● What to work on
Read the lines below, and copy any that contain the string "before".

####################

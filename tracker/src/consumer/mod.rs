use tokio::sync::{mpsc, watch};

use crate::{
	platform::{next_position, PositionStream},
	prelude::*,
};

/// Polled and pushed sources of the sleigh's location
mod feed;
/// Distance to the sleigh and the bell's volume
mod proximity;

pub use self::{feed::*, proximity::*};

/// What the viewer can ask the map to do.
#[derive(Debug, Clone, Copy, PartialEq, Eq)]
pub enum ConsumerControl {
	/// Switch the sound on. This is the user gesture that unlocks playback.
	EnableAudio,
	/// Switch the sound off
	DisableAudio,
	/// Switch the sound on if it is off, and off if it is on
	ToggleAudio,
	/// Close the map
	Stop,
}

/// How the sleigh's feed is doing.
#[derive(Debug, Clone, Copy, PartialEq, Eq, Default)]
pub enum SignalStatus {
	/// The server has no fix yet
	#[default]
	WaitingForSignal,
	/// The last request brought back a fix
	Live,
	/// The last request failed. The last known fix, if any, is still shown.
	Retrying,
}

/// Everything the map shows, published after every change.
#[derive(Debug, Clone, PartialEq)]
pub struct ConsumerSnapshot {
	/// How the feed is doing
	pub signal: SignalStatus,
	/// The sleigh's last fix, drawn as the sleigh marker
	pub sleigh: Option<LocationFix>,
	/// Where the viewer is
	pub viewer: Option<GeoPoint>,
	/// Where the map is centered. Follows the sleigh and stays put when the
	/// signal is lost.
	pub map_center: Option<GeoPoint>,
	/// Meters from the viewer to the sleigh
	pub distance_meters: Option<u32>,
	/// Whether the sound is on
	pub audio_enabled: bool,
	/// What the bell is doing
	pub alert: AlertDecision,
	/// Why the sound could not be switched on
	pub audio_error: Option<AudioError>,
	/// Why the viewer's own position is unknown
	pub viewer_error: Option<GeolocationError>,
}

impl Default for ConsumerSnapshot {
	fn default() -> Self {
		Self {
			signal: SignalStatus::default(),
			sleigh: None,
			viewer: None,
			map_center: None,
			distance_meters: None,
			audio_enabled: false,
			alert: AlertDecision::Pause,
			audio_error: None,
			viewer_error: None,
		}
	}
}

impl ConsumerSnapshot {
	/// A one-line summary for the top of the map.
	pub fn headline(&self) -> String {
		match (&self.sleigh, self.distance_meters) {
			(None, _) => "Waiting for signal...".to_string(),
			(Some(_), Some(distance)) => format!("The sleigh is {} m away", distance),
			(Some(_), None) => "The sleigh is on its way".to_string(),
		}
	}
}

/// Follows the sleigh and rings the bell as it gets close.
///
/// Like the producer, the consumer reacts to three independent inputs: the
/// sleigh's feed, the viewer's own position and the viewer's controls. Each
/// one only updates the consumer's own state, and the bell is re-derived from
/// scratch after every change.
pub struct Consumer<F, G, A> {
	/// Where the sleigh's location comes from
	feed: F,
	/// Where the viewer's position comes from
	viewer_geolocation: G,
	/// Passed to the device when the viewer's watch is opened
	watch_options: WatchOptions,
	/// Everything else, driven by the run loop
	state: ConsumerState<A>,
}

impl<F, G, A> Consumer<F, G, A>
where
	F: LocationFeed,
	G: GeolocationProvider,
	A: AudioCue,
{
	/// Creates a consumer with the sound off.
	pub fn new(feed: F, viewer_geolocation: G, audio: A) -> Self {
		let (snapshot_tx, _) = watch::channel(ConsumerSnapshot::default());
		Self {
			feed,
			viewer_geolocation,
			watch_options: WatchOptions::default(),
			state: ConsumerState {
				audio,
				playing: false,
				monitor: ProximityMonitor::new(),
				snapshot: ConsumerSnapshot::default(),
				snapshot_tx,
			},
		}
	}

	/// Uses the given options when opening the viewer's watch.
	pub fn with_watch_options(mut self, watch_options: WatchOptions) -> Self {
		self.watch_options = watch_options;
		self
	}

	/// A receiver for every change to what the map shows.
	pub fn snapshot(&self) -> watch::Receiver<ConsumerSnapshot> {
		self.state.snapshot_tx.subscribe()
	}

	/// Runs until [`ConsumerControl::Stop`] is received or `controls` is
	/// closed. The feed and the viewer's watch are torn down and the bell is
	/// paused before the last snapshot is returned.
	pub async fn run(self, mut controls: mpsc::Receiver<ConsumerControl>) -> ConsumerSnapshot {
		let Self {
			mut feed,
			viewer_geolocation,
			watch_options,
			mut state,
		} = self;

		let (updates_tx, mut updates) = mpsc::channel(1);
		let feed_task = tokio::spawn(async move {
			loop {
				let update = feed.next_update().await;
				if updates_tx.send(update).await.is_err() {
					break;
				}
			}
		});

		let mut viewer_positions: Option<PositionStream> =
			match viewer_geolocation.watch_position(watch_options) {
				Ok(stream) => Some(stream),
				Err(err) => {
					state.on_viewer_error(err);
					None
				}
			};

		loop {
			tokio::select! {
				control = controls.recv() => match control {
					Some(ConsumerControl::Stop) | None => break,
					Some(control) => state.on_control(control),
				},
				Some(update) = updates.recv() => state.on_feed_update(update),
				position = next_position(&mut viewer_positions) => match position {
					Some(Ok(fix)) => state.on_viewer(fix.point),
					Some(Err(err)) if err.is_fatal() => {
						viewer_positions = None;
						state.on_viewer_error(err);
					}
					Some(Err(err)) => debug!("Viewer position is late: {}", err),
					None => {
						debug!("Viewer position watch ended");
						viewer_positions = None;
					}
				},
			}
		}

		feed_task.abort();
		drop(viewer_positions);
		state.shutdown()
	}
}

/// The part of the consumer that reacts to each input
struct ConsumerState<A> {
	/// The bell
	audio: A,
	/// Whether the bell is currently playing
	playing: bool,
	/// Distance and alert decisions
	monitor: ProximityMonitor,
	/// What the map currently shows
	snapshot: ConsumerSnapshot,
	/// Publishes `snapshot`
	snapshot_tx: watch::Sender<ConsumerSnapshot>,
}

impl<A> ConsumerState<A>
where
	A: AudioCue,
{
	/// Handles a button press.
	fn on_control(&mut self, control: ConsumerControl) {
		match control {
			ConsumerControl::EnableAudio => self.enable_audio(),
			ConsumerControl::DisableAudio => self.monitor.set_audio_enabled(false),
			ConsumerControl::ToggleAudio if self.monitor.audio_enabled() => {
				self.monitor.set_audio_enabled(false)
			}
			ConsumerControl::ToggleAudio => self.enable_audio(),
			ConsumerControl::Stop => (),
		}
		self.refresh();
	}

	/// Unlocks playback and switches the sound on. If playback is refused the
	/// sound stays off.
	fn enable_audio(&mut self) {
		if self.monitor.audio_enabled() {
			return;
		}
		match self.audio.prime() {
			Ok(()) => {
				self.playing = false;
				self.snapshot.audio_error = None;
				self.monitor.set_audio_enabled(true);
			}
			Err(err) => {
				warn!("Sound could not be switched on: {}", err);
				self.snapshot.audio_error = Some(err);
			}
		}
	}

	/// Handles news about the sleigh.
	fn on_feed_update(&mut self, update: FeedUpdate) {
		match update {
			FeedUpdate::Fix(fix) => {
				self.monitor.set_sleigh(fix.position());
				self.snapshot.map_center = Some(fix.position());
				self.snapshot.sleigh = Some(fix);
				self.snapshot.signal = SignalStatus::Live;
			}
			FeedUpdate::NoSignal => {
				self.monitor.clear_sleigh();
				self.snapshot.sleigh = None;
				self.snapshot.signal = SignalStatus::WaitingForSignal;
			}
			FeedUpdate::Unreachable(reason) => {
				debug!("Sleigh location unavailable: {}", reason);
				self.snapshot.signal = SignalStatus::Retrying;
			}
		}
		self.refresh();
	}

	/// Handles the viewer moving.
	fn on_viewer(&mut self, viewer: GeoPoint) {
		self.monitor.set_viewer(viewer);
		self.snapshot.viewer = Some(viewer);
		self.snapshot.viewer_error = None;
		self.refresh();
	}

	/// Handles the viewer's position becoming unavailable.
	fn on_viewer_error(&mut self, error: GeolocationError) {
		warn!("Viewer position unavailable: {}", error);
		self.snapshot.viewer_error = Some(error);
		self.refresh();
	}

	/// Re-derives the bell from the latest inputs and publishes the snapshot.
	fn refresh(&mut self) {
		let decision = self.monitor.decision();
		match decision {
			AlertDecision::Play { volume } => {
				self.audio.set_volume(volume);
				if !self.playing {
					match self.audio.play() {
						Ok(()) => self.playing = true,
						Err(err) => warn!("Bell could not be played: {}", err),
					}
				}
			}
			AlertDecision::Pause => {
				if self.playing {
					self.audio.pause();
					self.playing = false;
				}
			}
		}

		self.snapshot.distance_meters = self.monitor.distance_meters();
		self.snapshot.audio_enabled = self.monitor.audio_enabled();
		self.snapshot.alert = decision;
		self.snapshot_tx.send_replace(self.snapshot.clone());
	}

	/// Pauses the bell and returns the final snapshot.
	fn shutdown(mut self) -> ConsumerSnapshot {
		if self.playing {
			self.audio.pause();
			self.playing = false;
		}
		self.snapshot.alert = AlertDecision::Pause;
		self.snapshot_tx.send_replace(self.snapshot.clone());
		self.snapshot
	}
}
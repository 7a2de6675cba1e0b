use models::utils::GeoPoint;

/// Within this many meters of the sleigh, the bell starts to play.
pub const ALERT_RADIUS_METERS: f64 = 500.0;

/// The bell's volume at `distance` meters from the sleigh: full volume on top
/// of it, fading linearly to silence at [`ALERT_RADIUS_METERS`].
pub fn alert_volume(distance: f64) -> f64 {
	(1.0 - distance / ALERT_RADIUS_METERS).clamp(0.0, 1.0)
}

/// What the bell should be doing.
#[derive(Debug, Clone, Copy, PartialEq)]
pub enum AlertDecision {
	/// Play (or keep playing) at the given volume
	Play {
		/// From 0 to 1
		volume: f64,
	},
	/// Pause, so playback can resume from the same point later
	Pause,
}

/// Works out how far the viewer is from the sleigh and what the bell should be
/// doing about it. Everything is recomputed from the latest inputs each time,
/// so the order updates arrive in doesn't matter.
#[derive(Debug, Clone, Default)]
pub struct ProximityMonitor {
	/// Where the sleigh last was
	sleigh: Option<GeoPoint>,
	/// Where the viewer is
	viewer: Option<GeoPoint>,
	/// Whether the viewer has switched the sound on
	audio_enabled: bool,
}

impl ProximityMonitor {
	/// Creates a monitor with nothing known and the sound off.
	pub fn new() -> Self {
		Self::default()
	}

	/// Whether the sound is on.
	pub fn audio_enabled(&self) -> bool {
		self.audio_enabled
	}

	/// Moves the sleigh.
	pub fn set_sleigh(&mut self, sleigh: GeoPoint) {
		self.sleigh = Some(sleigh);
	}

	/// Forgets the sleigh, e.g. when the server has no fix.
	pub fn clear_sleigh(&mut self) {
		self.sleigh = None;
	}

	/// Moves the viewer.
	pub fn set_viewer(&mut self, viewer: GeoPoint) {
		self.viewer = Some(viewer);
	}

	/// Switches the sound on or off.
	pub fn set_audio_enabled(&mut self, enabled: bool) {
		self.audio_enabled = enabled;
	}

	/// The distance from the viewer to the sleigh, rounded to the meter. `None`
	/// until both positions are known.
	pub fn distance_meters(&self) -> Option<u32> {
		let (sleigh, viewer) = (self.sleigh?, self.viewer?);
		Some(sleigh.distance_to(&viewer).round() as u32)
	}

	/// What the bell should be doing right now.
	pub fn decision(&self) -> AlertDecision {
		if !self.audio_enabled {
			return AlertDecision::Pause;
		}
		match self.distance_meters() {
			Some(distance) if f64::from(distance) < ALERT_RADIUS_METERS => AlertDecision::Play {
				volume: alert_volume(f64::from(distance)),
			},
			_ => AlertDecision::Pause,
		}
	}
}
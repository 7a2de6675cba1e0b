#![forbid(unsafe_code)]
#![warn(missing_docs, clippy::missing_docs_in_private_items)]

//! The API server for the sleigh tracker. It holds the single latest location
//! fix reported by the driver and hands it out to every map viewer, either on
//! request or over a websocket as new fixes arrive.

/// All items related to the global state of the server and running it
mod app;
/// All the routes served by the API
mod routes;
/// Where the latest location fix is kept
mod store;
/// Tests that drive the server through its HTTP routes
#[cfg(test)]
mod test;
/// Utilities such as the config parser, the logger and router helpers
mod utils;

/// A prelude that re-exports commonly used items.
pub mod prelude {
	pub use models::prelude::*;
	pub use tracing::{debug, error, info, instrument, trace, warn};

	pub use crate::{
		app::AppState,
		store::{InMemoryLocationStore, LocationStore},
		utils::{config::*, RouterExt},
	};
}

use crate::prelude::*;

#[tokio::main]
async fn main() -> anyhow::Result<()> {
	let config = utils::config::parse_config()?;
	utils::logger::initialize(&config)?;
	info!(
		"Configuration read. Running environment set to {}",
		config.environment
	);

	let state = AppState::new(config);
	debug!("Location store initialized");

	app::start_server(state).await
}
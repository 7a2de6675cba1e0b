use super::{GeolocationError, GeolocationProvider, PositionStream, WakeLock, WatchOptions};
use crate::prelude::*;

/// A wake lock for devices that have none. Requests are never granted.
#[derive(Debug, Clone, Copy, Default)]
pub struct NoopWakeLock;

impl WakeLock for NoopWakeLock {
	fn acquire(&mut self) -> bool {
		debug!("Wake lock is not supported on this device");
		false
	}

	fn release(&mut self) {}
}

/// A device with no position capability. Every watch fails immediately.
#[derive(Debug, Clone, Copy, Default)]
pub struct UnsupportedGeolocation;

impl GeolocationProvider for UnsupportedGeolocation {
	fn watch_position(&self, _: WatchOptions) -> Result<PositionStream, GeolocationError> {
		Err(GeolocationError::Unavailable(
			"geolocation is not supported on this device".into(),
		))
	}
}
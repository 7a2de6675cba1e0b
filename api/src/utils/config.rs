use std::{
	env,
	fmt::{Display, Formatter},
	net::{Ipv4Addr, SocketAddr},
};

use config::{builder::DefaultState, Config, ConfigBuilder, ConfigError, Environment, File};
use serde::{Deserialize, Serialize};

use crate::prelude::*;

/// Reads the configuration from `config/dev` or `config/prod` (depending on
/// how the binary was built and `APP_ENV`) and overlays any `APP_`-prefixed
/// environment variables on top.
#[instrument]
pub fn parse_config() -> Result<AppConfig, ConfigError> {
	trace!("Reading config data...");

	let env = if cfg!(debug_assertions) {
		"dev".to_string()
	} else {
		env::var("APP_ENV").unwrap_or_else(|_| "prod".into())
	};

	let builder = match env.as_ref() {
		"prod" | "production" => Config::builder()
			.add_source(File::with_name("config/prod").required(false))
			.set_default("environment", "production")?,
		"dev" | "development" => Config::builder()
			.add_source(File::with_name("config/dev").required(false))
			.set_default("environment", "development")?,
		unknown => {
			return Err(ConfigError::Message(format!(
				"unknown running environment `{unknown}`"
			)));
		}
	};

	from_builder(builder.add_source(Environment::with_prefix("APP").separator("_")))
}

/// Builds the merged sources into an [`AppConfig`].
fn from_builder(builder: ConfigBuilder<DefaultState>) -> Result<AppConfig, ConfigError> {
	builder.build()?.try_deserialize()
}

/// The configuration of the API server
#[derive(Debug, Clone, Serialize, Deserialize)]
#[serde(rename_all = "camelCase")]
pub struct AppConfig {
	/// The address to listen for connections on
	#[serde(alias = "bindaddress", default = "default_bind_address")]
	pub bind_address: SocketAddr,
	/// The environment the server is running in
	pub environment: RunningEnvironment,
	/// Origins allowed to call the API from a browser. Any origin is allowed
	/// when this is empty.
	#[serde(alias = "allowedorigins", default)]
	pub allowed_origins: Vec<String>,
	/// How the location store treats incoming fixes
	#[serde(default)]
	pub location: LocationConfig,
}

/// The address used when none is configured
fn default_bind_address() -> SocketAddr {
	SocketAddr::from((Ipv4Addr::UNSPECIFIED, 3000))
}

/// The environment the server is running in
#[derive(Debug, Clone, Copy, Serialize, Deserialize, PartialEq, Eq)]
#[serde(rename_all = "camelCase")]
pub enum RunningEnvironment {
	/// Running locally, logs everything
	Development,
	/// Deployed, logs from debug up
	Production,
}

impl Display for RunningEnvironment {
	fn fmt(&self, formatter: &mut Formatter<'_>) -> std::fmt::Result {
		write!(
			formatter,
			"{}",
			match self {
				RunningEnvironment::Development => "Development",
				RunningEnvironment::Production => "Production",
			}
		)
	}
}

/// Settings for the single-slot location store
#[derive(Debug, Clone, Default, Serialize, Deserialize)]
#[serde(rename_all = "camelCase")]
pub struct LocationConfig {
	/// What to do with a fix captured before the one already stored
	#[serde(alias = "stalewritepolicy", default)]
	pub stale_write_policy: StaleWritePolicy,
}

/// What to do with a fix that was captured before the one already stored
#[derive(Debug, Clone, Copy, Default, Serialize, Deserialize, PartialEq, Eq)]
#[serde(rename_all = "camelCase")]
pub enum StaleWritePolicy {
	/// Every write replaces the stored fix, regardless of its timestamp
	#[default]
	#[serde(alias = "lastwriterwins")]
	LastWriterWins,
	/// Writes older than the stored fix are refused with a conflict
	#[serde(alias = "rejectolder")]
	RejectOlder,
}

####################

● Written answer
	/// paused before the last snapshot is returned.
	/// What to do with a fix captured before the one already stored
/// What to do with a fix that was captured before the one already stored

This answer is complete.